View larger version (22K): [in this window] [in a new window]   Figure 1. The pedigrees of the FTAAD families participating in the study. The study subjects genotyped are numbered with Arabic numbers, whereas family members not genotyped are numbered with Roman numbers. Three subjects with abdominal aortic aneurysms (subject V in the family 5, subject X in the family 7, and subject VIII in the family 8) were coded to have unknown phenotype in the analysis, but are marked as affected in the figure.

Genotyping of microsatellite markers
MTS1 and MTS2 microsatellite markers were selected for the major Marfan syndrome locus (FBN1), and the sequences of the primers were taken as published.¹⁷ The following microsatellite markers were selected and their sequences were taken from the Genome Database (www.gdb.org): D11S1924 and D11S1302 for the MMP3 gene, CLG4B and D20S888 for the MMP9 gene, D17S836 and D17S784 for the TIMP2 gene, D2S117 and COL3A18 for the COL3A1 gene. The selection of the markers was based on the distance <4 cM from the candidate locus and on the high level of heterozygosity. D5S253, D5S2029, D5S626 for the chromosomal locus 5q13-14 and D11S1341, D11S924 and D11S528 for the chromosomal locus 11q23.2-24 were most significantly linked markers previously^8,9 and, therefore, selected. After positive results were found in chromosome 5, more markers were genotyped in that area, namely D5S2089, D5S1464, D5S641, D5S806, D5S1725, and D5S107.

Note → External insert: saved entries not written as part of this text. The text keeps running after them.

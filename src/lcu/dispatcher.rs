// Event dispatcher: demultiplexes frames by topic path to registered
// handlers. Handlers for the same pattern fire in registration order, a
// failing handler never stops the rest, and patterns containing `*` match
// any topic the pattern covers from the start of the path.

use std::sync::{Arc, Mutex};
use std::time::Duration;

use serde_json::Value;
use tokio::sync::oneshot;
use tracing::error;

use crate::error::{Error, Result};

pub type Handler = Box<dyn FnMut(&Value) -> anyhow::Result<()> + Send>;

enum Registration {
  Persistent { pattern: String, handler: Handler },
  // One-shot waiter; the sender is taken on fire so retain() can drop it.
  Once {
    id: u64,
    pattern: String,
    tx: Option<oneshot::Sender<Value>>,
  },
}

struct Inner {
  registrations: Vec<Registration>,
  next_once_id: u64,
}

#[derive(Clone)]
pub struct EventDispatcher {
  inner: Arc<Mutex<Inner>>,
  default_timeout: Duration,
}

impl EventDispatcher {
  pub fn new(default_timeout: Duration) -> Self {
    EventDispatcher {
      inner: Arc::new(Mutex::new(Inner {
        registrations: Vec::new(),
        next_once_id: 0,
      })),
      default_timeout,
    }
  }

  /// Register a handler for a topic pattern. A pattern without `*` matches
  /// only its exact topic path.
  pub fn on<F>(&self, pattern: &str, handler: F)
  where
    F: FnMut(&Value) -> anyhow::Result<()> + Send + 'static,
  {
    let mut inner = self.inner.lock().unwrap();
    inner.registrations.push(Registration::Persistent {
      pattern: pattern.to_string(),
      handler: Box::new(handler),
    });
  }

  /// Invoke every handler whose pattern matches `topic`, in registration
  /// order. Handler failures are logged and isolated. Fired one-shot
  /// waiters are unregistered before this returns.
  pub fn dispatch(&self, topic: &str, data: &Value) {
    let mut inner = self.inner.lock().unwrap();
    let mut fired_once = false;

    for registration in inner.registrations.iter_mut() {
      match registration {
        Registration::Persistent { pattern, handler } => {
          if pattern_matches(pattern, topic) {
            if let Err(e) = handler(data) {
              error!("handler for {} failed on {}: {:#}", pattern, topic, e);
            }
          }
        }
        Registration::Once { pattern, tx, .. } => {
          if tx.is_some() && pattern_matches(pattern, topic) {
            if let Some(sender) = tx.take() {
              // Waiter may have timed out and dropped its receiver already.
              let _ = sender.send(data.clone());
            }
            fired_once = true;
          }
        }
      }
    }

    if fired_once {
      inner
        .registrations
        .retain(|r| !matches!(r, Registration::Once { tx: None, .. }));
    }
  }

  /// Suspend until the next event matching `topic` arrives, or until the
  /// timeout elapses. The transient registration is removed on both paths.
  pub async fn wait_for(&self, topic: &str, timeout: Option<Duration>) -> Result<Value> {
    let timeout = timeout.unwrap_or(self.default_timeout);
    let (tx, rx) = oneshot::channel();

    let id = {
      let mut inner = self.inner.lock().unwrap();
      let id = inner.next_once_id;
      inner.next_once_id += 1;
      inner.registrations.push(Registration::Once {
        id,
        pattern: topic.to_string(),
        tx: Some(tx),
      });
      id
    };

    match tokio::time::timeout(timeout, rx).await {
      Ok(Ok(value)) => Ok(value),
      // Timed out, or the sender vanished some other way: unregister.
      _ => {
        let mut inner = self.inner.lock().unwrap();
        inner
          .registrations
          .retain(|r| !matches!(r, Registration::Once { id: other, .. } if *other == id));
        Err(Error::WaitTimeout(topic.to_string()))
      }
    }
  }

  #[cfg(test)]
  fn registration_count(&self) -> usize {
    self.inner.lock().unwrap().registrations.len()
  }
}

/// Topic pattern match. Patterns without `*` require equality; with `*`,
/// each literal piece must appear in order, anchored at the start of the
/// topic, and `*` spans any remainder (so `/foo/*` covers `/foo/bar/baz`).
pub(crate) fn pattern_matches(pattern: &str, topic: &str) -> bool {
  if !pattern.contains('*') {
    return pattern == topic;
  }

  let mut pos = 0;
  for (i, piece) in pattern.split('*').enumerate() {
    if piece.is_empty() {
      continue;
    }
    if i == 0 {
      if !topic.starts_with(piece) {
        return false;
      }
      pos = piece.len();
    } else {
      match topic[pos..].find(piece) {
        Some(offset) => pos += offset + piece.len(),
        None => return false,
      }
    }
  }
  true
}

#[cfg(test)]
mod tests {
  use super::*;
  use serde_json::json;
  use std::sync::atomic::{AtomicUsize, Ordering};

  fn dispatcher() -> EventDispatcher {
    EventDispatcher::new(Duration::from_secs(30))
  }

  #[test]
  fn exact_match_only_fires_for_its_topic() {
    let d = dispatcher();
    let hits = Arc::new(AtomicUsize::new(0));
    let hits_clone = hits.clone();
    d.on("/lol-champ-select/v1/session", move |_| {
      hits_clone.fetch_add(1, Ordering::SeqCst);
      Ok(())
    });

    d.dispatch("/lol-champ-select/v1/session", &json!({}));
    d.dispatch("/lol-gameflow/v1/gameflow-phase", &json!({}));
    assert_eq!(hits.load(Ordering::SeqCst), 1);
  }

  #[test]
  fn wildcard_matches_prefixed_topics() {
    assert!(pattern_matches("/foo/*", "/foo/bar"));
    assert!(pattern_matches("/foo/*", "/foo/bar/baz"));
    assert!(!pattern_matches("/foo/*", "/baz/bar"));
    assert!(pattern_matches("/lol-champ-select/*", "/lol-champ-select/v1/session"));
    assert!(pattern_matches("/foo/*/session", "/foo/v1/session"));
    assert!(!pattern_matches("/foo/*/session", "/foo/v1/timer"));
  }

  #[test]
  fn wildcard_handler_fires_alongside_exact() {
    let d = dispatcher();
    let hits = Arc::new(AtomicUsize::new(0));

    let h = hits.clone();
    d.on("/foo/bar", move |_| {
      h.fetch_add(1, Ordering::SeqCst);
      Ok(())
    });
    let h = hits.clone();
    d.on("/foo/*", move |_| {
      h.fetch_add(10, Ordering::SeqCst);
      Ok(())
    });

    d.dispatch("/foo/bar", &json!({}));
    assert_eq!(hits.load(Ordering::SeqCst), 11);
  }

  #[test]
  fn failing_handler_does_not_stop_later_handlers() {
    let d = dispatcher();
    let hits = Arc::new(AtomicUsize::new(0));

    d.on("/topic", |_| anyhow::bail!("boom"));
    let h = hits.clone();
    d.on("/topic", move |_| {
      h.fetch_add(1, Ordering::SeqCst);
      Ok(())
    });

    d.dispatch("/topic", &json!({}));
    d.dispatch("/topic", &json!({}));
    assert_eq!(hits.load(Ordering::SeqCst), 2);
  }

  #[test]
  fn handlers_fire_in_registration_order() {
    let d = dispatcher();
    let order = Arc::new(Mutex::new(Vec::new()));

    for tag in ["first", "second", "third"] {
      let order = order.clone();
      d.on("/topic", move |_| {
        order.lock().unwrap().push(tag);
        Ok(())
      });
    }

    d.dispatch("/topic", &json!({}));
    assert_eq!(*order.lock().unwrap(), vec!["first", "second", "third"]);
  }

  #[tokio::test]
  async fn wait_for_resolves_and_unregisters() {
    let d = dispatcher();
    let waiter = {
      let d = d.clone();
      tokio::spawn(async move { d.wait_for("/one-shot", Some(Duration::from_secs(5))).await })
    };

    // Give the waiter a moment to register.
    tokio::time::sleep(Duration::from_millis(20)).await;
    assert_eq!(d.registration_count(), 1);

    d.dispatch("/one-shot", &json!({"n": 7}));
    let value = waiter.await.unwrap().unwrap();
    assert_eq!(value["n"], 7);
    assert_eq!(d.registration_count(), 0);

    // A second identical event finds no waiter left.
    d.dispatch("/one-shot", &json!({"n": 8}));
    assert_eq!(d.registration_count(), 0);
  }

  #[tokio::test]
  async fn wait_for_timeout_unregisters() {
    let d = dispatcher();
    let before = d.registration_count();

    let result = d.wait_for("/never", Some(Duration::from_millis(30))).await;
    assert!(matches!(result, Err(Error::WaitTimeout(_))));
    assert_eq!(d.registration_count(), before);
  }
}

Polymerase chain reactions (PCR) were carried out utilizing the BioMek1000 automatic pipettor (Beckman Instruments, Fullerton, Calif) in a total volume of 7.5 µL containing 30 ng of genomic DNA, 200 µM of each dNTP, 1.3-2.3 pmol of each primer, 0.3 units of AmpliGold polymerase (Applied Biosystems, Foster City, Calif) and 1.5 mM MgCl₂ in the buffer recommended by the manufacturer. PCR was carried out with a pre-PCR heat step of 12 minutes at 95°C, followed by 10 cycles of 30 seconds at 94°C, 30 seconds at 55°C-64°C, and 45 seconds at 72°C and finally by 30 cycles of 30 seconds at 89°C, 30 seconds at 55°C-64°C and 45 seconds at 72°C. PCR was completed with 10 minutes at 72°C. The PCR products were electrophoresed with an ABI 377 automatic sequencer (Applied Biosystems). The size of the alleles was determined based on the Genescan-500 size standard (Applied Biosystems), which was included in every sample, and done by utilizing the Genescan and Genotyper programs (Versions 3.1 and 2.0, respectively; Applied Biosystems). The results of genotyping were confirmed by two independent observers.

Statistical analysis
The phenotypes of patients younger than 26 years (the age of the youngest patients with aneurysm) were selected to be unknown to reduce the possibility of incorrect phenotyping due to possible age-dependent penetrance at the dominant model of parametric linkage analysis. Subjects with an aortic root >3 mm over the upper normal limit or operated for aortic aneurysm or dissection were classified as affected. Those with an aortic root diameter smaller than the upper limit were classified as unaffected and the others as with unknown phenotype. Three subjects with abdominal aortic aneurysms (the subject V in the family 5, the subject X in the family 7 and the subject VIII in the family 8) were coded to have unknown phenotype. The parametric and nonparametric multipoint linkage analysis was carried out with GeneHunter2 program¹⁸ in the computers of CSC-Scientific Computing Ltd (Espoo, Finland). The test for genetic heterogeneity, ie, that different loci are linked to the FTAAD risk in different families, was carried out with the HOMOG program. The marker allele frequencies were estimated based on all founders and unrelated family members (n = 20). The distances between the microsatellite markers and candidate genes were taken from GeneMap99 (www.ncbi.nlm.nih.gov/genemap) or from the Ensembl Genome Server (www.ensembl.org).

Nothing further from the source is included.